## Problem details
Show all lines from the material that carry the word "derive".

## Entries provided
────────────────────
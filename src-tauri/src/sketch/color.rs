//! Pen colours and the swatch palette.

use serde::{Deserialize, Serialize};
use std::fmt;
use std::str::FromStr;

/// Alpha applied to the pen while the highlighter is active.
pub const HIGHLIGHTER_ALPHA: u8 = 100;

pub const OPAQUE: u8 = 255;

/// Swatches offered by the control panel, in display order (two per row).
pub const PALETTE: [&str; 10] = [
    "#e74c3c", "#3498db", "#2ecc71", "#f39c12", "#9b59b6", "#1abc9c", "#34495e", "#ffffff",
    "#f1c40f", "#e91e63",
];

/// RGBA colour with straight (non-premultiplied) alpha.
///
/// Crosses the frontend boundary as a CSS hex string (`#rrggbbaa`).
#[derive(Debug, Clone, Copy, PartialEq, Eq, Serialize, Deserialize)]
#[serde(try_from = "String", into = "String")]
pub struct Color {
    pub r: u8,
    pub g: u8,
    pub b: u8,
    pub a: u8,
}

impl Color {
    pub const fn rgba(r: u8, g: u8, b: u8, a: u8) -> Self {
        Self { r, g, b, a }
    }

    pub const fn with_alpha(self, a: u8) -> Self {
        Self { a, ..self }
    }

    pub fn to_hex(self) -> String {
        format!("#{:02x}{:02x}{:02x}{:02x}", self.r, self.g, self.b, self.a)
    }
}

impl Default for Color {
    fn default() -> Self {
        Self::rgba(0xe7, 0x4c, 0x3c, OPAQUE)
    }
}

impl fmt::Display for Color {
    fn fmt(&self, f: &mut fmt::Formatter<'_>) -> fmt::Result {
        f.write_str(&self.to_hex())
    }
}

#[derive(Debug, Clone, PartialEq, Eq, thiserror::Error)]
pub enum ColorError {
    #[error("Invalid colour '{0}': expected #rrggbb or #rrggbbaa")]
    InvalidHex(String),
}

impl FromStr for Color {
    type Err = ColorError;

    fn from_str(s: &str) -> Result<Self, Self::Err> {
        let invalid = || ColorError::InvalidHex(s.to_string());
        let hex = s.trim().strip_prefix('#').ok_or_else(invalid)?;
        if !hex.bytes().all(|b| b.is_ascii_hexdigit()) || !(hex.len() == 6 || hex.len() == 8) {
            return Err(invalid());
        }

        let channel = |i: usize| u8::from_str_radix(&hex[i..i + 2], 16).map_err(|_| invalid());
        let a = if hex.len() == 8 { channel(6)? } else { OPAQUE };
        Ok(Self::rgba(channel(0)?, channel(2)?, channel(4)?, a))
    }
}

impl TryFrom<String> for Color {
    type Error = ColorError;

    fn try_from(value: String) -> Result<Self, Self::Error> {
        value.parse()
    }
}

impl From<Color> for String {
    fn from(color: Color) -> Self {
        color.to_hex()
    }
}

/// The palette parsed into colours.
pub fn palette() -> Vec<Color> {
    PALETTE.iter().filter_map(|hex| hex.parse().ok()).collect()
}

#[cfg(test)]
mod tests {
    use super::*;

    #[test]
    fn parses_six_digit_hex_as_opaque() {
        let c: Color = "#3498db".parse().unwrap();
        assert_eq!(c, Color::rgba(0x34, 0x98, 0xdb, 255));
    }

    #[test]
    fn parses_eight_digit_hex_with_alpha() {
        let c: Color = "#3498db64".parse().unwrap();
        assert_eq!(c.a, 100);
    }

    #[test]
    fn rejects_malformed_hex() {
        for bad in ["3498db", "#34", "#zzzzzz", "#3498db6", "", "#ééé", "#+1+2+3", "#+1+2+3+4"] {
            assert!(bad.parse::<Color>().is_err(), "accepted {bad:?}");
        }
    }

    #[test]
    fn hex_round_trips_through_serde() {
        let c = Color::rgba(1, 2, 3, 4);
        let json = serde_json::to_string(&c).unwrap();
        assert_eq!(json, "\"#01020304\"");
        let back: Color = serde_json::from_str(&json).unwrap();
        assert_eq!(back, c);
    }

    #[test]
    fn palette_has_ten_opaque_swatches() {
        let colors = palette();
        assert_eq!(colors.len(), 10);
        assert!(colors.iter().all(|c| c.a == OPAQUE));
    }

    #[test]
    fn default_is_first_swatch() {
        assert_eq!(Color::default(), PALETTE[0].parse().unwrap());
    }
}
────────────────────
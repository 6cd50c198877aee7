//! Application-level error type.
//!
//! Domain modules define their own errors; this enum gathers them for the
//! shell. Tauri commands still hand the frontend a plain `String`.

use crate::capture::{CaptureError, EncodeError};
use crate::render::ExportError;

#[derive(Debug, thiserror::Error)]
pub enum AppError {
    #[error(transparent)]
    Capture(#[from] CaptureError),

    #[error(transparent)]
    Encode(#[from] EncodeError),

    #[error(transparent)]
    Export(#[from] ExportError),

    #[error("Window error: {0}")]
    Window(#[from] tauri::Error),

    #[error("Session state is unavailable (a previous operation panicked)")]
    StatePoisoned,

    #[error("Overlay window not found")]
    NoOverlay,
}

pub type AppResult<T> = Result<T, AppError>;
────────────────────
## Output of the task
#[derive(Debug, Clone, Copy, PartialEq, Eq, Serialize, Deserialize)]
#[derive(Debug, Clone, PartialEq, Eq, thiserror::Error)]
#[derive(Debug, thiserror::Error)]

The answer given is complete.